■ **Supplied entries**:

-*-*-

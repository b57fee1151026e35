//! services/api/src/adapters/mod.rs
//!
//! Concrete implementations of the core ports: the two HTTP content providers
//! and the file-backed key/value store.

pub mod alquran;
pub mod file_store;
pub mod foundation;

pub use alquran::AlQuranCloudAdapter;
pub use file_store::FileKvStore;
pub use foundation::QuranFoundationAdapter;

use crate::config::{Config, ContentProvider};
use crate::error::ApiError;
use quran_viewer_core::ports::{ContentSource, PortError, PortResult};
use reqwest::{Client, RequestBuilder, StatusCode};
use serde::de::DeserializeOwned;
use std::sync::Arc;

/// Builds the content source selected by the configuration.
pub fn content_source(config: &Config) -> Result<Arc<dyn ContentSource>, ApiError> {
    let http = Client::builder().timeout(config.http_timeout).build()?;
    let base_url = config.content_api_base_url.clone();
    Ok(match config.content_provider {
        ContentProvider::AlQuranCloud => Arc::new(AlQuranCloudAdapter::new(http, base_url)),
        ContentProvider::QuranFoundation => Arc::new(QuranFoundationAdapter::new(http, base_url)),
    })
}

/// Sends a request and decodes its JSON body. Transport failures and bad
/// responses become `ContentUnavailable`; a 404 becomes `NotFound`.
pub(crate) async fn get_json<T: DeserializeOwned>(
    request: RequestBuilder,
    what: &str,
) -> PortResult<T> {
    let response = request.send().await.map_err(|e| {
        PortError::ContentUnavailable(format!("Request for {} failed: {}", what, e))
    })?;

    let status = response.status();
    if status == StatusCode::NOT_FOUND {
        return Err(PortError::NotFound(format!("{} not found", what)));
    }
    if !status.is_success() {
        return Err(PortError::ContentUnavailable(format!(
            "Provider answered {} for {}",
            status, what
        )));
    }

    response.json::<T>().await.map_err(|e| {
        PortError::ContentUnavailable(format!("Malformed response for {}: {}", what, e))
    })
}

-*-*-

■ **Work order**: Return only the lines between the one holding "file-backed key/value store." and the one holding "use crate::error::ApiError;", inclusive, exactly as they appear above.

■ **Written answer**:
//! and the file-backed key/value store.

pub mod alquran;
pub mod file_store;
pub mod foundation;

pub use alquran::AlQuranCloudAdapter;
pub use file_store::FileKvStore;
pub use foundation::QuranFoundationAdapter;

use crate::config::{Config, ContentProvider};
use crate::error::ApiError;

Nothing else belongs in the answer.